[Information supplied — start]

use anyhow::{bail, Result};

use super::super::Container;

pub struct HealthController<'a> {
    container: &'a Container,
}

impl<'a> HealthController<'a> {
    pub fn new(container: &'a Container) -> Self {
        Self { container }
    }

    /// Fails when the vector store or the embedding provider is unusable.
    pub async fn health(&self) -> Result<String> {
        let store = if self.container.memory_storage() {
            "in-memory"
        } else {
            "duckdb"
        };

        if !self.container.vector_service().health_check().await {
            bail!("Vector service is unhealthy (store: {})", store);
        }

        Ok(format!(
            "Vector service healthy\n  Store:    {}\n  Data Dir: {}",
            store,
            self.container.data_dir()
        ))
    }
}
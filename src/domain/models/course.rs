use std::fmt;

use serde::{Deserialize, Serialize};

pub type CourseId = i64;
pub type ChapterId = i64;

const NAMESPACE_PREFIX: &str = "vector_collection_course_";

/// Name of the backing table/collection holding one course's vector records.
#[derive(Debug, Clone, PartialEq, Eq, Hash, Serialize, Deserialize)]
pub struct Namespace(String);

impl Namespace {
    /// Deterministic namespace for a course. The same id always maps to the same name.
    pub fn for_course(course_id: CourseId) -> Self {
        Self(format!("{}{}", NAMESPACE_PREFIX, course_id))
    }

    /// Recovers the course id from a namespace name produced by [`Namespace::for_course`].
    pub fn course_id(&self) -> Option<CourseId> {
        self.0.strip_prefix(NAMESPACE_PREFIX)?.parse().ok()
    }

    pub fn as_str(&self) -> &str {
        &self.0
    }
}

impl fmt::Display for Namespace {
    fn fmt(&self, f: &mut fmt::Formatter<'_>) -> fmt::Result {
        f.write_str(&self.0)
    }
}
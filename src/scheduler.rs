//! Drives every artifact of the graph through the step pipeline.
//!
//! The scheduler owns no threads: it submits one task per `(artifact,
//! step)` unit to the caller-supplied pool and collects completions over a
//! channel. Dependency waiting is expressed as not-yet-scheduled — a unit
//! is only submitted once every direct dependency holds an advancing marker
//! for the same step — so no task ever blocks on another task.
//!
//! Before a worker runs, the unit's slot marker decides whether there is
//! anything to do: an advancing marker from an earlier build (or a
//! concurrent one) is reused as-is, a `Failed` marker is retried, an absent
//! marker means work. A lock file inside the slot keeps writers exclusive
//! across threads and processes.

use crate::{
    buildinfo::BuildInfo,
    cache::CacheLayout,
    error::{BuildError, Result},
    graph::{Artifact, ArtifactCoords, ArtifactGraph},
    log::StepLog,
    step::{StepKind, StepResult},
    tools::Toolchain,
    workers, BuildRequest,
};
use serde::Serialize;
use std::{
    collections::{BTreeMap, HashMap},
    sync::{mpsc, Arc},
    thread,
    time::Duration,
};

/// How long a task sleeps between probes while another writer holds a slot
/// lock.
const LOCK_RETRY: Duration = Duration::from_millis(50);

/// What one submitted task ended as.
enum TaskOutcome {
    /// The slot holds a marker now; `reused` is set when it was already
    /// there and no worker ran.
    Completed { result: StepResult, reused: bool },
    /// Cancellation was observed before the slot was touched.
    Cancelled,
}

type Message = (usize, StepKind, Result<TaskOutcome>);

/// Per-artifact, per-step results of a completed build.
#[derive(Debug, Default, Serialize)]
pub struct BuildSummary {
    results: BTreeMap<String, BTreeMap<StepKind, StepResult>>,
    reused: usize,
    executed: usize,
}

impl BuildSummary {
    pub fn artifacts(&self) -> usize {
        self.results.len()
    }

    pub fn result(&self, coords: &ArtifactCoords, step: StepKind) -> Option<StepResult> {
        self.results.get(&coords.to_string())?.get(&step).copied()
    }

    pub fn steps(&self, coords: &ArtifactCoords) -> Option<&BTreeMap<StepKind, StepResult>> {
        self.results.get(&coords.to_string())
    }

    /// Units satisfied by a pre-existing marker.
    pub fn reused_slots(&self) -> usize {
        self.reused
    }

    /// Units that actually ran (including predicate skips).
    pub fn executed_steps(&self) -> usize {
        self.executed
    }

    fn record(&mut self, coords: &ArtifactCoords, step: StepKind, result: StepResult, hit: bool) {
        self.results.entry(coords.to_string()).or_default().insert(step, result);
        if hit {
            self.reused += 1;
        } else {
            self.executed += 1;
        }
    }
}

/// Concurrent driver for one build.
#[derive(Debug)]
pub struct Scheduler<'a> {
    graph: &'a ArtifactGraph,
    request: Arc<BuildRequest>,
    toolchain: Arc<Toolchain>,
}

impl<'a> Scheduler<'a> {
    pub fn new(
        graph: &'a ArtifactGraph,
        request: Arc<BuildRequest>,
        toolchain: Arc<Toolchain>,
    ) -> Self {
        Self { graph, request, toolchain }
    }

    /// Runs the build to completion: returns once the root artifact holds a
    /// marker for the terminal step, or with the first failure once every
    /// in-flight task has drained.
    pub fn run(&self) -> Result<BuildSummary> {
        let layout = CacheLayout::new(&self.request.base_dir);
        layout.ensure_base()?;

        let artifacts = self.graph.artifacts();
        let index: HashMap<&ArtifactCoords, usize> = artifacts
            .iter()
            .enumerate()
            .map(|(position, artifact)| (&artifact.coords, position))
            .collect();

        let mut next: Vec<Option<StepKind>> = vec![Some(StepKind::FIRST); artifacts.len()];
        let mut in_flight = vec![false; artifacts.len()];
        let mut results: HashMap<(usize, StepKind), StepResult> = HashMap::new();
        let mut summary = BuildSummary::default();
        let mut first_error: Option<BuildError> = None;
        let mut active = 0usize;
        let (tx, rx) = mpsc::channel::<Message>();

        loop {
            if first_error.is_none() && !self.request.is_cancelled() {
                for position in 0..artifacts.len() {
                    let Some(step) = next[position] else { continue };
                    if in_flight[position]
                        || !deps_ready(&artifacts[position], step, &index, &results)
                    {
                        continue;
                    }
                    trace!("submitting {} {step}", artifacts[position].coords);
                    in_flight[position] = true;
                    active += 1;

                    let tx = tx.clone();
                    let artifact = artifacts[position].clone();
                    let request = self.request.clone();
                    let toolchain = self.toolchain.clone();
                    let layout = layout.clone();
                    self.request.pool().spawn(move || {
                        let outcome = run_task(&artifact, step, &request, &toolchain, &layout);
                        let _ = tx.send((position, step, outcome));
                    });
                }
            }

            if active == 0 {
                break;
            }
            let (position, step, outcome) = rx
                .recv()
                .map_err(|_| BuildError::internal("scheduler channel closed with tasks active"))?;
            active -= 1;
            in_flight[position] = false;
            let artifact = &artifacts[position];

            match outcome {
                Ok(TaskOutcome::Completed { result, reused }) => {
                    trace!("{} {step} -> {result}", artifact.coords);
                    results.insert((position, step), result);
                    summary.record(&artifact.coords, step, result, reused);
                    next[position] =
                        if result.advances() { step.successor() } else { None };
                }
                Ok(TaskOutcome::Cancelled) => {
                    trace!("{} {step} observed cancellation", artifact.coords);
                    next[position] = None;
                }
                Err(err) => {
                    debug!("{} {step} failed: {err}", artifact.coords);
                    self.request.cancel(&err);
                    if first_error.is_none() {
                        first_error = Some(err);
                    }
                    next[position] = None;
                }
            }
        }

        if let Some(err) = first_error {
            return Err(err);
        }
        if let Some(cause) = self.request.cancellation_cause() {
            return Err(BuildError::Cancelled(cause.to_string()));
        }
        if !results.contains_key(&(0, StepKind::LAST)) {
            return Err(BuildError::internal(
                "scheduler stalled before the root reached the terminal step",
            ));
        }

        BuildInfo::new(self.graph, &self.request, &summary)?.write(layout.base())?;
        Ok(summary)
    }
}

/// A unit may start step `S` only when every direct dependency holds an
/// advancing marker for `S`.
fn deps_ready(
    artifact: &Artifact,
    step: StepKind,
    index: &HashMap<&ArtifactCoords, usize>,
    results: &HashMap<(usize, StepKind), StepResult>,
) -> bool {
    artifact.deps.iter().all(|dep| {
        index
            .get(&dep.coords)
            .and_then(|position| results.get(&(*position, step)))
            .map(|result| result.advances())
            .unwrap_or(false)
    })
}

/// Executes one `(artifact, step)` unit on a pool thread: marker lookup,
/// lock acquisition, predicate skips, worker dispatch, marker recording and
/// log flushing.
fn run_task(
    artifact: &Artifact,
    step: StepKind,
    request: &BuildRequest,
    toolchain: &Toolchain,
    layout: &CacheLayout,
) -> Result<TaskOutcome> {
    if request.is_cancelled() {
        return Ok(TaskOutcome::Cancelled);
    }

    // Locating the slot forces the fingerprint; when that fails the slot
    // directory may not exist yet, so the log goes to a timestamped file
    // under the base instead.
    let slot = match layout.slot(artifact, step, request) {
        Ok(slot) => slot,
        Err(err) => {
            let mut log = StepLog::new();
            log.line(&err);
            if let Err(flush) = log.flush_to(&layout.hash_failure_log(artifact)) {
                debug!("failed to write hash failure log: {flush}");
            }
            log.echo(format!("{} {step}", artifact.coords));
            request.cancel(&err);
            return Err(err);
        }
    };

    match slot.read_marker()? {
        Some(StepResult::Failed) | None => {}
        Some(result) => {
            trace!("{} {step} reusing {result} marker", artifact.coords);
            return Ok(TaskOutcome::Completed { result, reused: true });
        }
    }

    // Become the slot's single writer, or wait for whoever is and reuse
    // their marker.
    let _lock = loop {
        if request.is_cancelled() {
            return Ok(TaskOutcome::Cancelled);
        }
        match slot.try_lock()? {
            Some(lock) => break lock,
            None => {
                thread::sleep(LOCK_RETRY);
                match slot.read_marker()? {
                    Some(result) if result != StepResult::Failed => {
                        return Ok(TaskOutcome::Completed { result, reused: true });
                    }
                    _ => {}
                }
            }
        }
    };
    if let Some(result) = slot.read_marker()? {
        if result != StepResult::Failed {
            return Ok(TaskOutcome::Completed { result, reused: true });
        }
    }

    if step.skipped_for(artifact) {
        slot.record(StepResult::Skipped)?;
        return Ok(TaskOutcome::Completed { result: StepResult::Skipped, reused: false });
    }
    if request.is_cancelled() {
        return Ok(TaskOutcome::Cancelled);
    }

    let mut log = StepLog::new();
    match workers::dispatch(step, artifact, &slot, request, toolchain, layout, &mut log) {
        Ok(result) => {
            slot.record(result)?;
            log.flush_to(&slot.log_file())?;
            Ok(TaskOutcome::Completed { result, reused: false })
        }
        // Cancellation observed inside the worker: leave the slot exactly
        // as it was.
        Err(BuildError::Cancelled(_)) => Ok(TaskOutcome::Cancelled),
        Err(err) => {
            log.line(&err);
            slot.record(StepResult::Failed)?;
            if let Err(flush) = log.flush_to(&slot.log_file()) {
                debug!("failed to write step log: {flush}");
            }
            log.echo(format!("{} {step} FAILED", artifact.coords));
            request.cancel(&err);
            Err(err)
        }
    }
}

[Information supplied — finish]

Beginning at the line above that contains "let _ = tx.send((position, step, outcome));", return each line exactly through the line that contains "summary.record(&artifact.coords, step, result, reused);", and no others.

Reply to the exercise:
                        let _ = tx.send((position, step, outcome));
                    });
                }
            }

            if active == 0 {
                break;
            }
            let (position, step, outcome) = rx
                .recv()
                .map_err(|_| BuildError::internal("scheduler channel closed with tasks active"))?;
            active -= 1;
            in_flight[position] = false;
            let artifact = &artifacts[position];

            match outcome {
                Ok(TaskOutcome::Completed { result, reused }) => {
                    trace!("{} {step} -> {result}", artifact.coords);
                    results.insert((position, step), result);
                    summary.record(&artifact.coords, step, result, reused);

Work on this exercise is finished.